Bolden pointed down the line of flags. "You see his vehicle tracks there, parallel to the sensor units? Dr. Brewster must have gone out to check his line. It runs almost a hundred miles to the west."
Sarah said, "A hundred miles?"
"That's right. He has installed GPS radio units all along that distance. They transmit back to him, and he records how they move with the ice."
"But there wouldn't be much movement..."
"Not in the course of a few days, no. But these sensors will remain in place for a year or more. Sending back the data by radio to Weddell."
"Dr. Brewster is staying that long?"
"Oh no, he'll go back, I'm sure. It's too expensive to keep him here. His grant allows an initial twenty-one-day stay only, and then monitoring visits of a week every few months. But we'll be forwarding his data to him. Actually, we just put it up on the Internet; he takes it wherever he happens to be."
"So you assign him a secure web page?"
"Exactly."
Evans stamped his feet in the cold. "So, is Brewster coming back, or what?"
"Should be coming back. But I couldn't tell you when."
From within the tent, Kenner shouted, "Evans!"
"I guess he wants me."
Evans went to the tent. Bolden said to Sarah, "Go ahead with him, if you want to." He pointed off to the south, where clouds were darkening. "We don't want to be staying here too long. Looks like weather coming up. We have two hours ahead of us, and it won't be any fun if it socks in. Visibility drops to ten feet or less. We'd have to stay put until it cleared. And that might be two or three days."

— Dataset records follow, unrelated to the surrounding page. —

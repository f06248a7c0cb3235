// /////////////////////////////////////////////////////////////////////////////
// Gat Vault RS
// Copyright (c) 2025 Michael Gardner, A Bit of Help, Inc.
// SPDX-License-Identifier: BSD-3-Clause
// See LICENSE file in the project root.
// /////////////////////////////////////////////////////////////////////////////

//! # Vault Registry
//!
//! Explicit owner of per-vault managers, keyed by `(user_id, vault_id)`. The
//! service boundary constructs one registry at startup and tears it down at
//! shutdown; nothing in the engine reaches for ambient global state.
//!
//! The registry also resolves each vault's storage directory
//! (`<base>/<user_id>/<vault_id>`) and produces the dashboard statistics the
//! host exposes: encrypted file count and bytes, index size, algorithm names,
//! and lock state. Statistics never include key material or plaintext.

use parking_lot::Mutex;
use serde::Serialize;
use std::collections::HashMap;
use std::path::{Path, PathBuf};
use std::time::Duration;

use gat_vault_domain::entities::{UnlockOutcome, VaultManager, VaultState};
use gat_vault_domain::services::kdf::KdfConfig;
use gat_vault_domain::{SseError, VaultKeyBundle};

use crate::infrastructure::repositories::json_index_backend::JSON_INDEX_FILE;
use crate::infrastructure::repositories::sqlite_index_backend::SQLITE_INDEX_FILE;

/// Dashboard statistics for one vault.
#[derive(Debug, Clone, Serialize)]
pub struct VaultStats {
    pub total_encrypted_files: u64,
    pub total_encrypted_size_bytes: u64,
    pub index_size_bytes: u64,
    pub encryption_algorithm: &'static str,
    pub kdf_algorithm: &'static str,
    pub vault_state: &'static str,
    /// Seconds since the last key access; `None` while locked
    pub seconds_since_last_activity: Option<u64>,
}

/// Owner of per-vault managers and storage layout.
pub struct VaultRegistry {
    base_dir: PathBuf,
    inactivity_timeout: Option<Duration>,
    vaults: Mutex<HashMap<(String, String), VaultManager>>,
}

impl VaultRegistry {
    /// Creates a registry rooted at `base_dir`, applying `inactivity_timeout`
    /// to every vault it creates.
    pub fn new(base_dir: impl Into<PathBuf>, inactivity_timeout: Option<Duration>) -> Self {
        Self {
            base_dir: base_dir.into(),
            inactivity_timeout,
            vaults: Mutex::new(HashMap::new()),
        }
    }

    /// Storage directory for one vault's documents, index, and metadata.
    pub fn storage_dir(&self, user_id: &str, vault_id: &str) -> PathBuf {
        self.base_dir.join(user_id).join(vault_id)
    }

    /// Unlocks (creating the manager on first touch). See
    /// [`VaultManager::unlock`] for salt/verifier semantics.
    pub fn unlock(
        &self,
        user_id: &str,
        vault_id: &str,
        password: &[u8],
        salt: Option<&[u8]>,
        verifier: Option<&[u8; 32]>,
        kdf: &KdfConfig,
    ) -> Result<UnlockOutcome, SseError> {
        let mut vaults = self.vaults.lock();
        let manager = vaults
            .entry((user_id.to_string(), vault_id.to_string()))
            .or_insert_with(|| VaultManager::new(self.inactivity_timeout));
        manager.unlock(password, salt, verifier, kdf)
    }

    /// Manually locks one vault; no-op when the vault was never touched.
    pub fn lock(&self, user_id: &str, vault_id: &str) {
        if let Some(manager) = self
            .vaults
            .lock()
            .get_mut(&(user_id.to_string(), vault_id.to_string()))
        {
            manager.lock();
        }
    }

    /// Applies the inactivity timer to one vault. Returns whether it locked.
    pub fn check_inactivity(&self, user_id: &str, vault_id: &str) -> bool {
        self.vaults
            .lock()
            .get_mut(&(user_id.to_string(), vault_id.to_string()))
            .map(|m| m.check_inactivity())
            .unwrap_or(false)
    }

    /// Capability accessor: runs `f` with the vault's key bundle.
    ///
    /// # Errors
    ///
    /// `SseError::VaultLocked` when the vault is locked or unknown.
    pub fn with_keys<R>(
        &self,
        user_id: &str,
        vault_id: &str,
        f: impl FnOnce(&VaultKeyBundle) -> R,
    ) -> Result<R, SseError> {
        let mut vaults = self.vaults.lock();
        let manager = vaults
            .get_mut(&(user_id.to_string(), vault_id.to_string()))
            .ok_or(SseError::VaultLocked)?;
        let keys = manager.keys().ok_or(SseError::VaultLocked)?;
        Ok(f(keys))
    }

    /// Clones the key bundle for handing to a client engine. The clone wipes
    /// itself independently.
    pub fn client_keys(&self, user_id: &str, vault_id: &str) -> Result<VaultKeyBundle, SseError> {
        self.with_keys(user_id, vault_id, |keys| keys.clone())
    }

    /// Dashboard statistics for one vault.
    pub fn stats(&self, user_id: &str, vault_id: &str) -> Result<VaultStats, SseError> {
        let storage_dir = self.storage_dir(user_id, vault_id);
        let (total_files, total_bytes) = dir_totals(&storage_dir.join("documents"))?;
        let index_size = file_size(&storage_dir.join(SQLITE_INDEX_FILE))?
            .or(file_size(&storage_dir.join(JSON_INDEX_FILE))?)
            .unwrap_or(0);

        let mut vaults = self.vaults.lock();
        let (state, idle) = match vaults.get_mut(&(user_id.to_string(), vault_id.to_string())) {
            Some(manager) if manager.state() == VaultState::Unlocked => {
                ("UNLOCKED", Some(manager.last_activity().elapsed().as_secs()))
            }
            _ => ("LOCKED", None),
        };

        Ok(VaultStats {
            total_encrypted_files: total_files,
            total_encrypted_size_bytes: total_bytes,
            index_size_bytes: index_size,
            encryption_algorithm: "AES-256-GCM",
            kdf_algorithm: "scrypt",
            vault_state: state,
            seconds_since_last_activity: idle,
        })
    }

    /// Locks every vault; called at service shutdown.
    pub fn lock_all(&self) {
        for manager in self.vaults.lock().values_mut() {
            manager.lock();
        }
        tracing::info!("locked all vaults");
    }
}

impl Drop for VaultRegistry {
    fn drop(&mut self) {
        self.lock_all();
    }
}

fn dir_totals(dir: &Path) -> Result<(u64, u64), SseError> {
    if !dir.exists() {
        return Ok((0, 0));
    }
    let mut files = 0u64;
    let mut bytes = 0u64;
    for entry in std::fs::read_dir(dir)
        .map_err(|e| SseError::io_error(format!("Failed to read {}: {}", dir.display(), e)))?
    {
        let entry = entry.map_err(|e| SseError::io_error(e.to_string()))?;
        let meta = entry.metadata().map_err(|e| SseError::io_error(e.to_string()))?;
        if meta.is_file() {
            files += 1;
            bytes += meta.len();
        }
    }
    Ok((files, bytes))
}

fn file_size(path: &Path) -> Result<Option<u64>, SseError> {
    if !path.exists() {
        return Ok(None);
    }
    std::fs::metadata(path)
        .map(|m| Some(m.len()))
        .map_err(|e| SseError::io_error(format!("Failed to stat {}: {}", path.display(), e)))
}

"I'll tell them," she said.
Evans pushed the tent flap aside. The interior glowed orange from the fabric. There were the remains of wooden crates, broken down and stacked on the ground. On top of them were dozens of cardboard boxes, all stenciled identically. They each had the University of Michigan logo, and then green lettering: University of Michigan Dept. of Environmental Science Contents: Research Materials Extremely Sensitive HANDLE WITH CARE
This Side Up "Looks official," Evans was saying. "You sure this guy isn't an actual research scientist?"
"See for yourself," Kenner said, opening one cardboard carton. Within it, Evans saw a stack of plastic cones, roughly the size of highway cones. Except they were black, not orange. "You know what these are?"
"No." Evans shook his head.
Sarah came into the tent. "Bolden says bad weather coming, and we shouldn't stay here."
"Don't worry, we won't," Kenner said. "Sarah, I need you to go into the other tent. See if you can find a computer there. Any kind of computer--laptop, lab controller, PDA--anything with a microprocessor in it. And see if you can find any radio equipment."
"You mean transmitters, or radios for listening?"
"Anything with an antenna."
"Okay." She turned and went outside again.
Evans was still going through the cartons. He opened three, then a fourth. They all contained the same black cones. "I don't get it."
Kenner took one cone, turned it to the light. In raised lettering it said: "Unit PTBC-XX-904/8776-AW203 US DOD."
Evans said, "These are military?"
"Correct," Kenner said.
"But what are they?"
"They're the protective containers for coned PTBs."
"PTBs?"
"Precision-timed blasts. They're explosives detonated with millisecond timing by computer in order to induce resonant effects. The individual blasts are not particularly destructive, but the timing sets up standing waves in the surrounding material. That's where the destructive power comes from--the standing wave."
"What's a standing wave?" Evans said.